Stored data

_ _ _ _ _

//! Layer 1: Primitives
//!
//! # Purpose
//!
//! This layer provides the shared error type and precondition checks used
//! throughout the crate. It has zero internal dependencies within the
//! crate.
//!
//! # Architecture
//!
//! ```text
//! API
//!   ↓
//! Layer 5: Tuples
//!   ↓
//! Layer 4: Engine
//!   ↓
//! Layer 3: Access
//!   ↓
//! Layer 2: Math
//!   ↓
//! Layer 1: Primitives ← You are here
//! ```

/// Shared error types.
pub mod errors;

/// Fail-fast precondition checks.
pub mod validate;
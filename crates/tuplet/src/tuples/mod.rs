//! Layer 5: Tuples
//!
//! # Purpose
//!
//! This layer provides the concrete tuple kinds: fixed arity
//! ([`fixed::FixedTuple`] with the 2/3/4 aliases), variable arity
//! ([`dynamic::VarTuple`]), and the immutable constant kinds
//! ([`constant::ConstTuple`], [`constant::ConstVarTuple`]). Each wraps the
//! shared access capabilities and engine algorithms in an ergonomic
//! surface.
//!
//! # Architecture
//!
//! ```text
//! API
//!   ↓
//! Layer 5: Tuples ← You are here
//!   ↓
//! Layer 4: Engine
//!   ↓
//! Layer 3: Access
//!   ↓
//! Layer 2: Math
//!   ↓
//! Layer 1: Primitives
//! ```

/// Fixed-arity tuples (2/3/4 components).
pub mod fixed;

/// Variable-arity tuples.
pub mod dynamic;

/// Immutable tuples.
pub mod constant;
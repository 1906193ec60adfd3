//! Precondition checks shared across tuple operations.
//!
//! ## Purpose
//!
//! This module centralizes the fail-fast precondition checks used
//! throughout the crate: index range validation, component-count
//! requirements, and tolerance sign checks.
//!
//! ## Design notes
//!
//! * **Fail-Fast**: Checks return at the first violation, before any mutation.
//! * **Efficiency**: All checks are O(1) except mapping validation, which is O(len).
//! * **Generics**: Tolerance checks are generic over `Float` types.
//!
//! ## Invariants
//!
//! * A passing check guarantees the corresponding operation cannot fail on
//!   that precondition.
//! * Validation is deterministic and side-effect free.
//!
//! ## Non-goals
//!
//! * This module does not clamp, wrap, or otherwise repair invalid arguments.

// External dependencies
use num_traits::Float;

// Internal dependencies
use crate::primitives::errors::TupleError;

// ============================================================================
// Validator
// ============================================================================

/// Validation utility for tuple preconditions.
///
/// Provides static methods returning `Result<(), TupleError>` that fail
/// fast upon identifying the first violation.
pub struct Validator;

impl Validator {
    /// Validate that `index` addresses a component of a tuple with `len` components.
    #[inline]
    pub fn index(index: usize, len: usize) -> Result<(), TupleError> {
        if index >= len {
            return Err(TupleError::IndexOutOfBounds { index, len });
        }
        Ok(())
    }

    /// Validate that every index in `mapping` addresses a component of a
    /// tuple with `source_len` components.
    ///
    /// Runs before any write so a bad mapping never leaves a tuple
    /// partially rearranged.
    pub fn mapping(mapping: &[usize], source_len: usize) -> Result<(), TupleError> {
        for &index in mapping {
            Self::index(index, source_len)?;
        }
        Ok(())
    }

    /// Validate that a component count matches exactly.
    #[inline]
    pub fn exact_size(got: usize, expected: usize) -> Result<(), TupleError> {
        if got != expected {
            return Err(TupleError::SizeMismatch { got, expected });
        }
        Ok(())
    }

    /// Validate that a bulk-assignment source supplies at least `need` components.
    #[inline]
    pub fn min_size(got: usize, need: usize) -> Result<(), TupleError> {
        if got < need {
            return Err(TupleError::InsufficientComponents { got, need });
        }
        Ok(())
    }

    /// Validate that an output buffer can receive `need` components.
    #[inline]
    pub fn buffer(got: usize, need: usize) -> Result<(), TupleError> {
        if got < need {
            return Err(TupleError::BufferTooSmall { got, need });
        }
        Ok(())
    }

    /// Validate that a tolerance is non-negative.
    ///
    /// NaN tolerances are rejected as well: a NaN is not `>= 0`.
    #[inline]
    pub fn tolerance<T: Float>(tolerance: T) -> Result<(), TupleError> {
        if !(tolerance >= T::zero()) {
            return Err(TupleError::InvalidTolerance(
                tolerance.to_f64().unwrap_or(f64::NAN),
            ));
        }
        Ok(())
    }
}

_ _ _ _ _

Show every line of the records above that contains the word "This".

//! This layer provides the shared error type and precondition checks used
//! This layer provides the concrete tuple kinds: fixed arity
//! This module centralizes the fail-fast precondition checks used
//! * This module does not clamp, wrap, or otherwise repair invalid arguments.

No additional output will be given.